What use would an external body thermometer be if it wasn’t calibrated to approximate an internal reading?

It measures your surface temperature and adjusts to give a corresponding body temperature. It doesn’t need to be super accurate, it just needs to be consistent and to discern between fever and not fever.

FWIW our IR thermometer has a “surface temperature” setting and a “room temperature” setting, obviously it doesn’t actually change to the way it measures temperature, it just has a different bias for each setting.

The temperature of your actual skin is not the temperature of the interior of your body. Hence why oral and rectal thermometers are inserted into an actual body orifice. The unadjusted temperature of exposed human skin in a person without a fever is about 91 F, so your IR thermometer is telling you the truth. The handheld non-touch fever detectors that consistently give higher readings are, I’m assuming, adjusted for that fact, giving an estimated interior temperature based on the surface temperature.

Fun fact: this winter, with staff coming in from the cold outside, we had some trouble with trying to detect body temperature with the no-touch’s - the surface layer of forehead skin was chilled due to exposure to sub-zero cold. So they started taking the read from our forearms, which were protected by winter jackets. Now that it has warmed up we’re back to pointing them at foreheads.

An interesting point.
To answer an earlier question, the thermometer display tenths of a digit, but is only accurate within .4 degrees F.
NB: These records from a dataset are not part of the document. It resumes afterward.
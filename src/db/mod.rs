pub mod admins;
pub mod gallery;
pub mod matches;
pub mod memory;
pub mod news;
pub mod players;
pub mod settings;

use async_trait::async_trait;
use sqlx::{PgPool, postgres::PgPoolOptions};

use crate::{
    config::Config,
    errors::AppError,
    models::{Admin, Collection, Record, RecordDraft, RecordKind, Settings},
};

pub use memory::MemoryStore;

/// Persistence seam of the gateway. The handlers only ever see this trait.
#[async_trait]
pub trait ContentStore: Send + Sync {
    async fn list(&self, kind: RecordKind) -> Result<Collection, AppError>;

    async fn get(&self, kind: RecordKind, id: i32) -> Result<Option<Record>, AppError>;

    /// Returns the id assigned by the store.
    async fn create(&self, draft: RecordDraft) -> Result<i32, AppError>;

    /// Full-record update. `false` when no row has that id.
    async fn update(&self, id: i32, draft: RecordDraft) -> Result<bool, AppError>;

    /// `false` when no row has that id.
    async fn delete(&self, kind: RecordKind, id: i32) -> Result<bool, AppError>;

    async fn settings(&self) -> Result<Settings, AppError>;

    async fn replace_settings(&self, settings: Settings) -> Result<(), AppError>;

    async fn find_admin(&self, username: &str) -> Result<Option<Admin>, AppError>;

    /// Creates the admin, or replaces its password hash if it exists.
    async fn upsert_admin(&self, username: &str, password_hash: &str) -> Result<i32, AppError>;
}

pub async fn connect(config: &Config) -> Result<PgPool, AppError> {
    let pool = PgPoolOptions::new()
        .max_connections(config.db_max_connections)
        .connect(&config.database_url)
        .await
        .map_err(|e| AppError::DatabaseError(format!("Failed to connect to Postgres: {}", e)))?;

    sqlx::migrate!("./migrations")
        .run(&pool)
        .await
        .map_err(|e| AppError::DatabaseError(format!("Failed to run migrations: {}", e)))?;

    Ok(pool)
}

#[derive(Clone)]
pub struct PgStore {
    postgres: PgPool,
}

impl PgStore {
    pub fn new(postgres: PgPool) -> Self {
        Self { postgres }
    }
}

fn table(kind: RecordKind) -> &'static str {
    match kind {
        RecordKind::News => "news",
        RecordKind::Matches => "matches",
        RecordKind::Players => "players",
        RecordKind::Gallery => "gallery",
    }
}

#[async_trait]
impl ContentStore for PgStore {
    async fn list(&self, kind: RecordKind) -> Result<Collection, AppError> {
        let pg = self.postgres.clone();
        Ok(match kind {
            RecordKind::News => Collection::News(news::list_news(pg).await?),
            RecordKind::Matches => Collection::Matches(matches::list_matches(pg).await?),
            RecordKind::Players => Collection::Players(players::list_players(pg).await?),
            RecordKind::Gallery => Collection::Gallery(gallery::list_gallery(pg).await?),
        })
    }

    async fn get(&self, kind: RecordKind, id: i32) -> Result<Option<Record>, AppError> {
        let pg = self.postgres.clone();
        Ok(match kind {
            RecordKind::News => news::get_news(id, pg).await?.map(Record::News),
            RecordKind::Matches => matches::get_match(id, pg).await?.map(Record::Match),
            RecordKind::Players => players::get_player(id, pg).await?.map(Record::Player),
            RecordKind::Gallery => gallery::get_gallery_item(id, pg).await?.map(Record::Gallery),
        })
    }

    async fn create(&self, draft: RecordDraft) -> Result<i32, AppError> {
        let pg = self.postgres.clone();
        match draft {
            RecordDraft::News(d) => news::create_news(d, pg).await,
            RecordDraft::Match(d) => matches::create_match(d, pg).await,
            RecordDraft::Player(d) => players::create_player(d, pg).await,
            RecordDraft::Gallery(d) => gallery::create_gallery_item(d, pg).await,
        }
    }

    async fn update(&self, id: i32, draft: RecordDraft) -> Result<bool, AppError> {
        let pg = self.postgres.clone();
        match draft {
            RecordDraft::News(d) => news::update_news(id, d, pg).await,
            RecordDraft::Match(d) => matches::update_match(id, d, pg).await,
            RecordDraft::Player(d) => players::update_player(id, d, pg).await,
            RecordDraft::Gallery(d) => gallery::update_gallery_item(id, d, pg).await,
        }
    }

    async fn delete(&self, kind: RecordKind, id: i32) -> Result<bool, AppError> {
        // Table names come from a closed enum, never from the request.
        let query = format!("DELETE FROM {} WHERE id = $1", table(kind));
        let result = sqlx::query(&query)
            .bind(id)
            .execute(&self.postgres)
            .await
            .map_err(|e| {
                AppError::DatabaseError(format!("Failed to delete {} {}: {}", kind, id, e))
            })?;

        Ok(result.rows_affected() > 0)
    }

    async fn settings(&self) -> Result<Settings, AppError> {
        settings::get_settings(self.postgres.clone()).await
    }

    async fn replace_settings(&self, new_settings: Settings) -> Result<(), AppError> {
        settings::replace_settings(new_settings, self.postgres.clone()).await
    }

    async fn find_admin(&self, username: &str) -> Result<Option<Admin>, AppError> {
        admins::find_admin(username, self.postgres.clone()).await
    }

    async fn upsert_admin(&self, username: &str, password_hash: &str) -> Result<i32, AppError> {
        admins::upsert_admin(username, password_hash, self.postgres.clone()).await
    }
}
If the thermometer displays some sort of “adjusted” temperature, not only would I expect it to say so in the instructions, it seems it should specify “point only at forehead” or something like that. I just did another little test and the thermometer read about 32 when pointed at the inside of my wrist, but 33-33.5 from the forehead.

Perhaps the forehead temperature is more indicative of body temperature due to the pressence of blood vessels more near the skin than over body areas. Mama Plant alwas place her palm om my forehead to see if I have fever.